▸ **YOUR ASSIGNMENT**
Transcribe the line containing "free.iter()" and every line after it, exactly, through the end of the records.

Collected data
○ ○ ○ ○ ○

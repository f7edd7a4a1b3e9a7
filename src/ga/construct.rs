//! Random chromosome construction.
//!
//! Builds one feasible-leaning chromosome per call:
//!
//! 1. One random usable date per course id, shared by its day and night
//!    groups.
//! 2. Per course-group, the first start time (preferred first, the rest
//!    shuffled) at which every member can hold some free admissible room.
//! 3. Sections visited by (day/night, date, time); each takes a free room
//!    that seats its headcount, else any free admissible room, else the
//!    first admissible room.
//! 4. A proctor per section via [`select_proctor`].
//!
//! Construction never fails. When no start time fits a group, the
//! preferred start is kept and the fitness function pays for it.

use std::collections::HashMap;

use chrono::{NaiveDate, NaiveTime};
use rand::Rng;
use rand::prelude::{IndexedRandom, SliceRandom};
use tracing::trace;

use super::chromosome::{ExamChromosome, Gene, GroupSlots, Slot};
use super::problem::ExamProblem;
use crate::models::{ProctorId, RoomId, Section, TimeWindow};
use crate::tracker::ResourceTracker;

/// Picks a proctor for a section at (date, start).
///
/// Priority:
/// 1. a night class's own instructor, when available and free;
/// 2. a random available, free proctor;
/// 3. the section's instructor, when free;
/// 4. any free instructor of the section;
///
/// otherwise `None`.
pub fn select_proctor<R: Rng>(
    problem: &ExamProblem,
    section: &Section,
    date: NaiveDate,
    start: NaiveTime,
    tracker: &ResourceTracker,
    rng: &mut R,
) -> Option<ProctorId> {
    let window = problem.window(start);
    let free = |p: ProctorId| tracker.proctor_free(date, p, window);
    let mut available = problem.availability().available(date, start);

    if section.is_night_class {
        if let Some(own) = section.instructor_id {
            if available.contains(&own) && free(own) {
                return Some(own);
            }
        }
    }

    available.shuffle(rng);
    if let Some(p) = available.into_iter().find(|&p| free(p)) {
        return Some(p);
    }

    if let Some(own) = section.instructor_id {
        if free(own) {
            return Some(own);
        }
    }

    section.instructors.iter().copied().find(|&p| free(p))
}

/// Builds a random chromosome for the problem.
pub fn construct<R: Rng>(problem: &ExamProblem, rng: &mut R) -> ExamChromosome {
    if problem.gene_count() == 0 || problem.dates().is_empty() {
        return ExamChromosome::default();
    }

    let slots = choose_group_slots(problem, rng);

    let mut order: Vec<(usize, Slot)> = (0..problem.gene_count())
        .filter_map(|pos| slots.get(&problem.group_of(pos).key).map(|s| (pos, s)))
        .collect();
    order.sort_by_key(|&(pos, slot)| {
        (
            problem.section_at(pos).is_night_class,
            slot.date,
            slot.start,
            pos,
        )
    });

    let mut tracker = ResourceTracker::new();
    let mut genes: Vec<Option<Gene>> = vec![None; problem.gene_count()];
    for (pos, slot) in order {
        let section = problem.section_at(pos);
        let window = problem.window(slot.start);

        let room = pick_room(problem, section, slot.date, window, &tracker, rng);
        if let Some(room) = &room {
            tracker.mark_room(slot.date, room, window, section.id);
        }

        let proctor = select_proctor(problem, section, slot.date, slot.start, &tracker, rng);
        match proctor {
            Some(p) => tracker.mark_proctor(slot.date, p, window, section.id),
            None => trace!(section = section.id, "no proctor during construction"),
        }

        genes[pos] = Some(Gene {
            section_id: section.id,
            date: slot.date,
            start: slot.start,
            room,
            proctor,
        });
    }

    ExamChromosome::new(genes.into_iter().flatten().collect())
}

/// Fixes the shared (date, start) of every course-group.
///
/// Feasibility is probed against a scratch tracker that holds one room per
/// member of each group already accepted.
fn choose_group_slots<R: Rng>(problem: &ExamProblem, rng: &mut R) -> GroupSlots {
    let mut course_dates: HashMap<&str, NaiveDate> = HashMap::new();
    let mut probe = ResourceTracker::new();
    let mut slots = GroupSlots::new();

    for group in problem.groups() {
        let date = match course_dates.get(group.key.course_id.as_str()) {
            Some(&date) => date,
            None => match problem.dates().choose(rng) {
                Some(&date) => {
                    course_dates.insert(group.key.course_id.as_str(), date);
                    date
                }
                None => continue,
            },
        };

        let mut times = problem.preferred_first(group.key.is_night_class);
        let Some(&preferred) = times.first() else {
            continue;
        };
        times[1..].shuffle(rng);

        let members: Vec<&Section> = group
            .members
            .iter()
            .map(|&pos| problem.section_at(pos))
            .collect();

        let mut accepted = None;
        for &start in &times {
            let window = problem.window(start);
            let holds: Option<Vec<&RoomId>> = members
                .iter()
                .map(|s| {
                    s.possible_rooms
                        .iter()
                        .find(|r| probe.room_free(date, r, window))
                })
                .collect();
            if let Some(holds) = holds {
                for (section, room) in members.iter().zip(holds) {
                    probe.mark_room(date, room, window, section.id);
                }
                accepted = Some(start);
                break;
            }
        }

        let start = accepted.unwrap_or_else(|| {
            trace!(course = %group.key.course_id, "no start time fits the whole group");
            preferred
        });
        slots.set(group.key.clone(), Slot { date, start });
    }

    slots
}

/// Room for a section: a free room that seats everyone, else any free
/// admissible room, else the first admissible room.
fn pick_room<R: Rng>(
    problem: &ExamProblem,
    section: &Section,
    date: NaiveDate,
    window: TimeWindow,
    tracker: &ResourceTracker,
    rng: &mut R,
) -> Option<RoomId> {
    let mut rooms: Vec<&RoomId> = section.possible_rooms.iter().collect();
    rooms.shuffle(rng);

    let free: Vec<&RoomId> = rooms
        .into_iter()
        .filter(|r| tracker.room_free(date, r, window))
        .collect();

    free.iter()
        .find(|r| problem.room_seats(r, section.total_students))
        .or_else(|| free.first())
        .map(|r| (**r).clone())
        .or_else(|| {
            trace!(section = section.id, "every admissible room is busy");
            section.possible_rooms.first().cloned()
        })
}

○ ○ ○ ○ ○

▸ **ANSWER BELOW**
    free.iter()
        .find(|r| problem.room_seats(r, section.total_students))
        .or_else(|| free.first())
        .map(|r| (**r).clone())
        .or_else(|| {
            trace!(section = section.id, "every admissible room is busy");
            section.possible_rooms.first().cloned()
        })
}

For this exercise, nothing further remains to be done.